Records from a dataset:

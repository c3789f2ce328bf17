//! Parsing helpers shared between address and bus arguments.

/// Parse an integer literal the way C's `strtol(s, &end, 0)` would, but
/// without tolerating trailing characters.
///
/// Leading whitespace and a single sign are accepted. A `0x` or `0X` prefix
/// selects hexadecimal, any other leading `0` selects octal, and everything
/// else is decimal. Values that do not fit in an `i64` saturate, like
/// `strtol` clamping to `LONG_MAX`.
///
/// Returns `None` if the string is not entirely a literal.
pub(crate) fn parse_int_literal(s: &str) -> Option<i64> {
    let s = s.trim_start();
    let (negative, s) = match s.as_bytes().first() {
        Some(b'-') => (true, &s[1..]),
        Some(b'+') => (false, &s[1..]),
        _ => (false, s),
    };

    let hex = s.strip_prefix("0x").or_else(|| s.strip_prefix("0X"));
    let (radix, digits) = match hex {
        Some(hex) => (16, hex),
        None if s.len() > 1 && s.starts_with('0') => (8, &s[1..]),
        None => (10, s),
    };

    // from_str_radix accepts its own sign, which we've already dealt with.
    if digits.is_empty() || !digits.chars().all(|c| c.is_digit(radix)) {
        return None;
    }

    let value = match u64::from_str_radix(digits, radix) {
        Ok(v) => i64::try_from(v).unwrap_or(i64::MAX),
        // Every character is a valid digit, so this can only be overflow.
        Err(_) => i64::MAX,
    };
    Some(if negative { value.saturating_neg() } else { value })
}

TASK PROMPT:
Down to the last character, restate every record.

OUTPUT OF THE EXERCISE:
repository c3789f2ce328bf17
//! Parsing helpers shared between address and bus arguments.

/// Parse an integer literal the way C's `strtol(s, &end, 0)` would, but
/// without tolerating trailing characters.
///
/// Leading whitespace and a single sign are accepted. A `0x` or `0X` prefix
/// selects hexadecimal, any other leading `0` selects octal, and everything
/// else is decimal. Values that do not fit in an `i64` saturate, like
/// `strtol` clamping to `LONG_MAX`.
///
/// Returns `None` if the string is not entirely a literal.
pub(crate) fn parse_int_literal(s: &str) -> Option<i64> {
    let s = s.trim_start();
    let (negative, s) = match s.as_bytes().first() {
        Some(b'-') => (true, &s[1..]),
        Some(b'+') => (false, &s[1..]),
        _ => (false, s),
    };

    let hex = s.strip_prefix("0x").or_else(|| s.strip_prefix("0X"));
    let (radix, digits) = match hex {
        Some(hex) => (16, hex),
        None if s.len() > 1 && s.starts_with('0') => (8, &s[1..]),
        None => (10, s),
    };

    // from_str_radix accepts its own sign, which we've already dealt with.
    if digits.is_empty() || !digits.chars().all(|c| c.is_digit(radix)) {
        return None;
    }

    let value = match u64::from_str_radix(digits, radix) {
        Ok(v) => i64::try_from(v).unwrap_or(i64::MAX),
        // Every character is a valid digit, so this can only be overflow.
        Err(_) => i64::MAX,
    };
    Some(if negative { value.saturating_neg() } else { value })
}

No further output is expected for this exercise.